At my job, at least (research at a major government contractor) we all have to undergo annual counterintelligence training. And that's for me, the intern who never leaves the country.
Among other things in the training is the assertion that multiple employees are currently being targeted for espionage and at least a few employees are most likely working for foreign governments. They also warn about accepting gifts and give examples of "spooky" things, like random strangers befriending workers on foreign travel only to reveal that they know way too much about that person.
Training is there in big corporations, maybe not in startups.
I took the Official Counterintelligence Training at a major aerospace contractor in the late 80s. It was bunk. The korean war vet who ran the class gave us some cock-and-bull story about Bulgarians flying ultralights at the state park not too far from the "Main Plant". But everything of merit about our rockets got published in Aviation Week every two years or so. Even material about possible payloads, which was so compartmentalized that we knew next to nothing, maybe a bolt pattern, mass and location of center-of-mass above the bolt pattern.
The "training" was all superstition and cargo cult management by slogan. When you thought about it for a minute or two, nothing they said made any sense.
The first time I took it, we had a video of an ex-KGB guy assuring us that agencies like his previous employer are indeed targeting us. These days, there's no concern about Bulgarians in ultralights, it's all about buying an employee a new car so he'll load up a USB drive with interesting info.
I wish I could be targeted for something like that... I don't even have access to secrets but "they" don't know that, and I could use some extra money.

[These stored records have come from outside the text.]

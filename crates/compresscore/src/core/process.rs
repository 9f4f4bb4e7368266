//! Process execution with cancellation and an optional timeout
//!
//! Used for the encoder: the child is killed as soon as the job's cancel
//! token fires or the deadline passes, instead of being left to finish.

use std::process::{ExitStatus, Stdio};
use std::time::Duration;
use tokio::io::AsyncReadExt;
use tokio::process::{Child, Command};
use tokio_util::sync::CancellationToken;

/// How a supervised process ended
#[derive(Debug)]
pub enum ProcessOutcome {
    /// The process exited on its own
    Exited { status: ExitStatus, stderr: Vec<u8> },
    /// The cancel token fired; the process was killed
    Cancelled,
    /// The deadline passed; the process was killed
    TimedOut(Duration),
}

/// Spawns `cmd` and waits for it, racing exit against `cancel` and `timeout`.
///
/// stdout is discarded, stderr is collected for diagnostics.
///
/// # Errors
/// Returns the IO error if the process cannot be spawned or waited on.
pub async fn run_cancellable(
    cmd: &mut Command,
    cancel: &CancellationToken,
    timeout: Option<Duration>,
) -> std::io::Result<ProcessOutcome> {
    cmd.stdin(Stdio::null())
        .stdout(Stdio::null())
        .stderr(Stdio::piped())
        .kill_on_drop(true);

    let mut child = cmd.spawn()?;

    // Drain stderr concurrently so a chatty process never blocks on a full pipe
    let stderr = child.stderr.take();
    let stderr_task = tokio::spawn(async move {
        let mut buf = Vec::new();
        if let Some(mut err) = stderr {
            let _ = err.read_to_end(&mut buf).await;
        }
        buf
    });

    let deadline = async {
        match timeout {
            Some(limit) => tokio::time::sleep(limit).await,
            None => std::future::pending::<()>().await,
        }
    };

    tokio::select! {
        result = child.wait() => {
            let status = result?;
            let stderr = stderr_task.await.unwrap_or_default();
            Ok(ProcessOutcome::Exited { status, stderr })
        }
        _ = cancel.cancelled() => {
            log::info!("Cancel requested, killing process {:?}", child.id());
            kill_and_reap(&mut child).await;
            stderr_task.abort();
            Ok(ProcessOutcome::Cancelled)
        }
        _ = deadline => {
            let limit = timeout.unwrap_or_default();
            log::error!("Process timed out after {}s, killing", limit.as_secs());
            kill_and_reap(&mut child).await;
            stderr_task.abort();
            Ok(ProcessOutcome::TimedOut(limit))
        }
    }
}

async fn kill_and_reap(child: &mut Child) {
    // kill() also waits, so no zombie is left behind
    if let Err(e) = child.kill().await {
        log::warn!("Failed to kill process: {}", e);
    }
}

/// Last `max_bytes` of a stderr buffer as trimmed, lossy UTF-8.
pub fn stderr_excerpt(stderr: &[u8], max_bytes: usize) -> String {
    let start = stderr.len().saturating_sub(max_bytes);
    String::from_utf8_lossy(&stderr[start..]).trim().to_string()
}
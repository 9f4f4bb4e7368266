//! Telegram side of the transfer stages

use async_trait::async_trait;
use std::path::{Path, PathBuf};
use teloxide::net::Download;
use teloxide::prelude::*;
use teloxide::types::{FileId, InputFile};
use tokio::io::AsyncWriteExt;
use tokio_util::sync::CancellationToken;

use compresscore::transfer::{MediaTransfer, TransferError, TransferResult};

/// Downloads uploads from and sends results to Telegram.
#[derive(Clone)]
pub struct TelegramTransfer {
    bot: Bot,
}

impl TelegramTransfer {
    pub fn new(bot: Bot) -> Self {
        Self { bot }
    }

    async fn fetch(&self, file_id: &str, dest: &Path) -> TransferResult<PathBuf> {
        let file = self
            .bot
            .get_file(FileId(file_id.to_string()))
            .await
            .map_err(TransferError::platform)?;
        log::info!("📥 Downloading {} ({} bytes) to {}", file_id, file.meta.size, dest.display());

        let mut out = tokio::fs::File::create(dest).await?;
        self.bot
            .download_file(&file.path, &mut out)
            .await
            .map_err(TransferError::platform)?;
        out.flush().await?;

        Ok(dest.to_path_buf())
    }
}

#[async_trait]
impl MediaTransfer for TelegramTransfer {
    async fn download(
        &self,
        source_reference: &str,
        dest: &Path,
        cancel: &CancellationToken,
    ) -> TransferResult<PathBuf> {
        tokio::select! {
            _ = cancel.cancelled() => {
                log::info!("Download of {} cancelled", source_reference);
                Err(TransferError::Cancelled)
            }
            result = self.fetch(source_reference, dest) => result,
        }
    }

    async fn upload(&self, local_path: &Path, display_name: &str, destination: i64) -> TransferResult<()> {
        log::info!("📤 Sending {} to chat {} as {}", local_path.display(), destination, display_name);
        self.bot
            .send_video(
                ChatId(destination),
                InputFile::file(local_path.to_path_buf()).file_name(display_name.to_string()),
            )
            .supports_streaming(true)
            .await
            .map_err(TransferError::platform)?;
        Ok(())
    }
}
//! Process-wide map of owner → running job.
//!
//! A key exists exactly while its owner has a job that has not finished
//! cleanup. All access goes through `DashMap`'s shard locks, so:
//! - check-and-insert in [`JobRegistry::try_register`] is atomic,
//! - a cancel and the job's own removal never interleave halfway,
//! - removal is keyed on the job id, so a finished job cannot remove the
//!   entry of a newer job for the same owner.

use dashmap::mapref::entry::Entry;
use dashmap::DashMap;
use std::sync::Arc;
use tokio::sync::watch;
use tokio_util::sync::CancellationToken;
use uuid::Uuid;

use super::{JobError, JobStatus, OwnerId};

/// What the registry keeps for each running job
#[derive(Debug, Clone)]
pub struct ActiveJob {
    pub job_id: Uuid,
    pub cancel: CancellationToken,
    pub status: watch::Receiver<JobStatus>,
}

#[derive(Debug, Clone, Default)]
pub struct JobRegistry {
    entries: Arc<DashMap<OwnerId, ActiveJob>>,
}

impl JobRegistry {
    pub fn new() -> Self {
        Self::default()
    }

    /// Registers `job` for `owner` unless the owner already has one.
    ///
    /// # Errors
    /// [`JobError::Conflict`] when an entry for `owner` exists.
    pub fn try_register(&self, owner: OwnerId, job: ActiveJob) -> Result<(), JobError> {
        match self.entries.entry(owner) {
            Entry::Occupied(_) => Err(JobError::Conflict(owner)),
            Entry::Vacant(slot) => {
                slot.insert(job);
                Ok(())
            }
        }
    }

    /// Raises the cancel signal of `owner`'s job.
    ///
    /// Returns false when there is no running job; nothing is changed then.
    pub fn cancel(&self, owner: OwnerId) -> bool {
        match self.entries.get(&owner) {
            Some(entry) if !entry.status.borrow().is_terminal() => {
                entry.cancel.cancel();
                true
            }
            _ => false,
        }
    }

    /// Removes `owner`'s entry if it still belongs to `job_id`.
    pub fn remove(&self, owner: OwnerId, job_id: Uuid) -> bool {
        self.entries.remove_if(&owner, |_, entry| entry.job_id == job_id).is_some()
    }

    pub fn contains(&self, owner: OwnerId) -> bool {
        self.entries.contains_key(&owner)
    }

    /// Current status of `owner`'s job
    pub fn status(&self, owner: OwnerId) -> Option<JobStatus> {
        self.entries.get(&owner).map(|entry| *entry.status.borrow())
    }

    pub fn job_id(&self, owner: OwnerId) -> Option<Uuid> {
        self.entries.get(&owner).map(|entry| entry.job_id)
    }

    pub fn len(&self) -> usize {
        self.entries.len()
    }

    pub fn is_empty(&self) -> bool {
        self.entries.is_empty()
    }
}
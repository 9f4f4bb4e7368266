//! Runtime configuration read from the environment.
//!
//! `.env` is loaded by the binary before [`Settings::from_env`] runs, so
//! every value here can come either from the process environment or from
//! that file.

use secrecy::{ExposeSecret, SecretString};
use std::env;
use std::path::PathBuf;
use std::time::Duration;

use crate::core::error::{AppError, AppResult};

/// Default scratch directory, relative to the working directory
pub const DEFAULT_TEMP_DIR: &str = "temp";

/// Default encoder binary
pub const DEFAULT_FFMPEG_BIN: &str = "ffmpeg";

/// Default log file path
pub const DEFAULT_LOG_FILE_PATH: &str = "compressbot.log";

/// Network configuration
pub mod network {
    use super::Duration;

    /// Request timeout for Bot API calls (in seconds)
    /// Large enough for uploading a full-size compressed video
    pub const REQUEST_TIMEOUT_SECS: u64 = 900; // 15 minutes

    /// Request timeout duration
    pub fn timeout() -> Duration {
        Duration::from_secs(REQUEST_TIMEOUT_SECS)
    }
}

/// Pending upload configuration
pub mod pending {
    use super::Duration;

    /// How long an uploaded video waits for a quality choice (in seconds)
    pub const SELECTION_TTL_SECS: u64 = 3600;

    /// Maximum number of remembered uploads awaiting a choice
    pub const MAX_PENDING: u64 = 10_000;

    pub fn selection_ttl() -> Duration {
        Duration::from_secs(SELECTION_TTL_SECS)
    }
}

/// Bot settings.
#[derive(Debug, Clone)]
pub struct Settings {
    /// Bot API token, from BOT_TOKEN or TELOXIDE_TOKEN (required)
    pub bot_token: SecretString,
    /// Scratch directory for downloaded and encoded media, from TEMP_DIR
    pub temp_dir: PathBuf,
    /// Encoder binary, from FFMPEG_BIN
    pub ffmpeg_bin: String,
    /// Hard limit for one encoder run, from ENCODE_TIMEOUT_SECS (unset or 0 = none)
    pub encode_timeout: Option<Duration>,
    /// Log file path, from LOG_FILE_PATH
    pub log_file_path: PathBuf,
    /// Custom Bot API server, from BOT_API_URL
    pub bot_api_url: Option<String>,
}

impl Settings {
    /// Reads settings from the process environment.
    ///
    /// # Errors
    /// Returns [`AppError::Config`] when the bot token is missing or a
    /// numeric value cannot be parsed.
    pub fn from_env() -> AppResult<Self> {
        Self::from_lookup(|key| env::var(key).ok())
    }

    /// Reads settings through an arbitrary key lookup.
    pub fn from_lookup<F>(lookup: F) -> AppResult<Self>
    where
        F: Fn(&str) -> Option<String>,
    {
        let non_empty = |key: &str| {
            lookup(key).and_then(|value| {
                let trimmed = value.trim();
                if trimmed.is_empty() {
                    None
                } else {
                    Some(trimmed.to_string())
                }
            })
        };

        let bot_token = non_empty("BOT_TOKEN")
            .or_else(|| non_empty("TELOXIDE_TOKEN"))
            .ok_or_else(|| AppError::config("BOT_TOKEN missing in environment"))?;

        let temp_dir = non_empty("TEMP_DIR").unwrap_or_else(|| DEFAULT_TEMP_DIR.to_string());
        let temp_dir = PathBuf::from(shellexpand::tilde(&temp_dir).into_owned());

        let encode_timeout = match non_empty("ENCODE_TIMEOUT_SECS") {
            Some(raw) => {
                let secs: u64 = raw
                    .parse()
                    .map_err(|_| AppError::config(format!("ENCODE_TIMEOUT_SECS is not a number: {raw}")))?;
                (secs > 0).then(|| Duration::from_secs(secs))
            }
            None => None,
        };

        let log_file_path = non_empty("LOG_FILE_PATH").unwrap_or_else(|| DEFAULT_LOG_FILE_PATH.to_string());

        Ok(Self {
            bot_token: SecretString::from(bot_token),
            temp_dir,
            ffmpeg_bin: non_empty("FFMPEG_BIN").unwrap_or_else(|| DEFAULT_FFMPEG_BIN.to_string()),
            encode_timeout,
            log_file_path: PathBuf::from(shellexpand::tilde(&log_file_path).into_owned()),
            bot_api_url: non_empty("BOT_API_URL"),
        })
    }

    /// The token in plain text, for handing to the Bot API client.
    pub fn bot_token(&self) -> &str {
        self.bot_token.expose_secret()
    }
}

#[cfg(test)]
mod tests {
    use super::*;
    use std::collections::HashMap;

    fn lookup_from(pairs: &[(&str, &str)]) -> impl Fn(&str) -> Option<String> {
        let map: HashMap<String, String> = pairs.iter().map(|(k, v)| (k.to_string(), v.to_string())).collect();
        move |key| map.get(key).cloned()
    }

    #[test]
    fn test_missing_token_is_fatal() {
        let result = Settings::from_lookup(lookup_from(&[("TEMP_DIR", "/tmp/x")]));
        assert!(matches!(result, Err(AppError::Config(_))));
    }

    #[test]
    fn test_blank_token_is_fatal() {
        let result = Settings::from_lookup(lookup_from(&[("BOT_TOKEN", "   ")]));
        assert!(result.is_err());
    }

    #[test]
    fn test_defaults() {
        let settings = Settings::from_lookup(lookup_from(&[("BOT_TOKEN", "123:abc")])).unwrap();
        assert_eq!(settings.bot_token(), "123:abc");
        assert_eq!(settings.temp_dir, PathBuf::from("temp"));
        assert_eq!(settings.ffmpeg_bin, "ffmpeg");
        assert!(settings.encode_timeout.is_none());
        assert!(settings.bot_api_url.is_none());
        assert_eq!(settings.log_file_path, PathBuf::from("compressbot.log"));
    }

    #[test]
    fn test_teloxide_token_fallback() {
        let settings = Settings::from_lookup(lookup_from(&[("TELOXIDE_TOKEN", "42:xyz")])).unwrap();
        assert_eq!(settings.bot_token(), "42:xyz");
    }

    #[test]
    fn test_encode_timeout() {
        let settings = Settings::from_lookup(lookup_from(&[("BOT_TOKEN", "t"), ("ENCODE_TIMEOUT_SECS", "90")])).unwrap();
        assert_eq!(settings.encode_timeout, Some(Duration::from_secs(90)));

        let settings = Settings::from_lookup(lookup_from(&[("BOT_TOKEN", "t"), ("ENCODE_TIMEOUT_SECS", "0")])).unwrap();
        assert!(settings.encode_timeout.is_none());

        let result = Settings::from_lookup(lookup_from(&[("BOT_TOKEN", "t"), ("ENCODE_TIMEOUT_SECS", "soon")]));
        assert!(result.is_err());
    }

    #[test]
    fn test_token_not_in_debug_output() {
        let settings = Settings::from_lookup(lookup_from(&[("BOT_TOKEN", "super-secret-token")])).unwrap();
        assert!(!format!("{:?}", settings).contains("super-secret-token"));
    }
}
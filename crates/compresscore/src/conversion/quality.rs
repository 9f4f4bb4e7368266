//! Quality tiers and the encoder parameters behind them

use std::str::FromStr;
use strum::{Display, EnumIter, EnumString, IntoStaticStr};

use super::EncodeError;

/// Target resolution offered to the user
#[derive(Debug, Clone, Copy, PartialEq, Eq, Hash, Display, EnumString, EnumIter, IntoStaticStr)]
pub enum Quality {
    #[strum(to_string = "480", serialize = "480p")]
    P480,
    #[strum(to_string = "720", serialize = "720p")]
    P720,
    #[strum(to_string = "1080", serialize = "1080p")]
    P1080,
}

/// Encoder parameters for one tier
#[derive(Debug, Clone, PartialEq, Eq)]
pub struct EncodeProfile {
    /// Output height in pixels; width follows the aspect ratio
    pub height: u32,
    /// x264 constant rate factor (higher = smaller file)
    pub crf: u8,
    /// x264 preset
    pub preset: &'static str,
    /// AAC audio bitrate
    pub audio_bitrate: &'static str,
}

impl Quality {
    /// Parses a raw selector such as `"720"` or `"720p"`.
    ///
    /// # Errors
    /// [`EncodeError::InvalidQuality`] for anything outside the tier table.
    pub fn from_selector(selector: &str) -> Result<Self, EncodeError> {
        Quality::from_str(selector.trim()).map_err(|_| EncodeError::InvalidQuality(selector.to_string()))
    }

    /// Human label, e.g. `720p`
    pub fn label(self) -> String {
        format!("{}p", self)
    }

    pub fn profile(self) -> EncodeProfile {
        match self {
            Quality::P480 => EncodeProfile {
                height: 480,
                crf: 30,
                preset: "veryfast",
                audio_bitrate: "96k",
            },
            Quality::P720 => EncodeProfile {
                height: 720,
                crf: 28,
                preset: "veryfast",
                audio_bitrate: "128k",
            },
            Quality::P1080 => EncodeProfile {
                height: 1080,
                crf: 26,
                preset: "veryfast",
                audio_bitrate: "160k",
            },
        }
    }
}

"How much training are western corporations giving their international staff about high-tech security?"
Everywhere I have worked (public sector, private sector, startup, ISP, defence) there has been scant regard given to security. Anyone who wants to attack a UK-based organisation via its IT is basically at liberty to do so, often through the most old-fashioned of means (password guessing would be fruitful, for example). I have never enjoyed any success, as a sys admin with > 15 years trying, getting people to take security seriously. They still think it won't happen to them, even when you explain to them that when it does, they won't know about it (let alone the danger of honeytraps against specific personnel; lambs to the slaughter afaic). So, yes, it will be routine and lucrative and it's all but encouraged by lax security and dumb optimism almost everywhere.
Fear of this sort of thing is why many larger corporations are locking out USB drives as part of group policy updates. They will never disable autorun, but by gosh, they'll make it so you can't plug any sort of USB device in.
There have been several stories of people tossing trojaned USB "thumb drives" into parking lots at large companies in order to get their payload installed, and it works. This is a fatal flaw of autorun.